Protesters confront Author's Guild over Kindle text-to-speech
By taking Amazon to task over the text-to-speech function of the Kindle 2, the Author's Guild has put itself in an undesirable position. Whereas the feature was originally open for use on any text contained within the device, the Author's Guild is now pressuring Amazon into letting publishers decide on an individual basis whether a book should be enabled with "voice performance" abilities.
At the end of March, twenty groups representing visually and cognitively impaired individuals, such as the American Council of the Blind, the International Dyslexia Association, and the National Center for Learning Disabilities, joined together and formed the Reading Rights Coalition to oppose the action of the Author's Guild.

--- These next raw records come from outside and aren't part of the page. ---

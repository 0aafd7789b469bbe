//! Passthrough copy.
//!
//! Copies files and directories verbatim into the output directory.

use std::{
    fs,
    path::{Component, Path, PathBuf},
};

use inkpress_core::Config;
use thiserror::Error;
use tracing::{debug, info};
use walkdir::WalkDir;

/// Passthrough copy errors.
#[derive(Debug, Error)]
pub enum PassthroughError {
    /// IO error.
    #[error("IO error copying {path}: {source}")]
    Io {
        path: PathBuf,
        #[source]
        source: std::io::Error,
    },

    /// Directory traversal error.
    #[error("walk error: {0}")]
    Walk(#[from] walkdir::Error),
}

/// Result type for passthrough operations.
pub type Result<T> = std::result::Result<T, PassthroughError>;

/// Resolved copy rules.
#[derive(Debug, Clone, Default)]
pub struct PassthroughCopy {
    rules: Vec<(PathBuf, PathBuf)>,
}

impl PassthroughCopy {
    /// Create an empty set of rules.
    #[must_use]
    pub fn new() -> Self {
        Self::default()
    }

    /// Resolve the `passthrough` entries of a configuration.
    ///
    /// An empty `to` copies a directory's contents into the output root and
    /// a single file to its own relative path under the output directory.
    #[must_use]
    pub fn from_config(config: &Config) -> Self {
        let output_dir = config.output_dir();
        let rules = config
            .passthrough
            .iter()
            .map(|entry| {
                let from = config.resolve(&entry.from);
                let to = match entry.to.trim_start_matches('/') {
                    "" if from.is_file() => output_dir.join(relative_path(&entry.from)),
                    dest => output_dir.join(dest),
                };
                (from, to)
            })
            .collect();
        Self { rules }
    }

    /// Add a rule copying `from` to `to`.
    #[must_use]
    pub fn with_rule(mut self, from: impl Into<PathBuf>, to: impl Into<PathBuf>) -> Self {
        self.rules.push((from.into(), to.into()));
        self
    }

    /// Source paths, used to pick watch targets.
    pub fn sources(&self) -> impl Iterator<Item = &Path> {
        self.rules.iter().map(|(from, _)| from.as_path())
    }

    /// Copy everything. Returns the number of files copied.
    pub fn copy(&self) -> Result<usize> {
        let mut count = 0;

        for (from, to) in &self.rules {
            if !from.exists() {
                debug!(path = %from.display(), "passthrough source does not exist, skipping");
                continue;
            }

            if from.is_dir() {
                count += copy_dir(from, to)?;
            } else {
                copy_file(from, to)?;
                count += 1;
            }
        }

        if count > 0 {
            info!(count, "copied passthrough files");
        }
        Ok(count)
    }
}

/// `from` reduced to its normal components, so `./a/b` and `/a/b` both give `a/b`.
fn relative_path(from: &str) -> PathBuf {
    Path::new(from)
        .components()
        .filter(|c| matches!(c, Component::Normal(_)))
        .collect()
}

/// Recursively copy a directory, skipping hidden entries.
fn copy_dir(source: &Path, dest: &Path) -> Result<usize> {
    let mut count = 0;
    let walker = WalkDir::new(source).into_iter().filter_entry(|e| {
        e.depth() == 0 || !e.file_name().to_str().is_some_and(|n| n.starts_with('.'))
    });

    for entry in walker {
        let entry = entry?;
        if !entry.file_type().is_file() {
            continue;
        }

        let relative = entry.path().strip_prefix(source).unwrap_or(entry.path());
        copy_file(entry.path(), &dest.join(relative))?;
        count += 1;
    }

    Ok(count)
}

/// Copy a single file, creating parent directories.
fn copy_file(source: &Path, dest: &Path) -> Result<()> {
    if let Some(parent) = dest.parent() {
        fs::create_dir_all(parent).map_err(|e| PassthroughError::Io {
            path: parent.to_path_buf(),
            source: e,
        })?;
    }
    fs::copy(source, dest).map_err(|e| PassthroughError::Io {
        path: source.to_path_buf(),
        source: e,
    })?;

    debug!(src = %source.display(), dest = %dest.display(), "copied file");
    Ok(())
}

The Coalition's mission statement says, "Sadly, the Authors Guild does not support equal access for us. The Guild has told us that to read their books with text-to-speech we must either submit to a special registration system (that not all may qualify for and that would expose disability information to all future eBook reader manufacturers) and prove our disabilities -- or pay extra."
This week, the coalition, led by the National Federation of the Blind protested in front of the Offices of the Author's Guild in New York, shouting "Stop the Greed, We Want to Read!"
The Guild issued a statement following the protests, explaining its position: "The Authors Guild will gladly be a forceful advocate for amending contracts to provide access to voice-output technology to everyone. We will not, however, surrender our members' economic rights to Amazon or anyone else. The leap to digital has been brutal for print media generally, and the economics of the transition from print to e-books do not look as promising as many assume. Authors can't afford to start this transition to digital by abandoning rights."
If the guild is trying to gain sympathy, it will have a very difficult time when it pits "economic rights" against civil rights.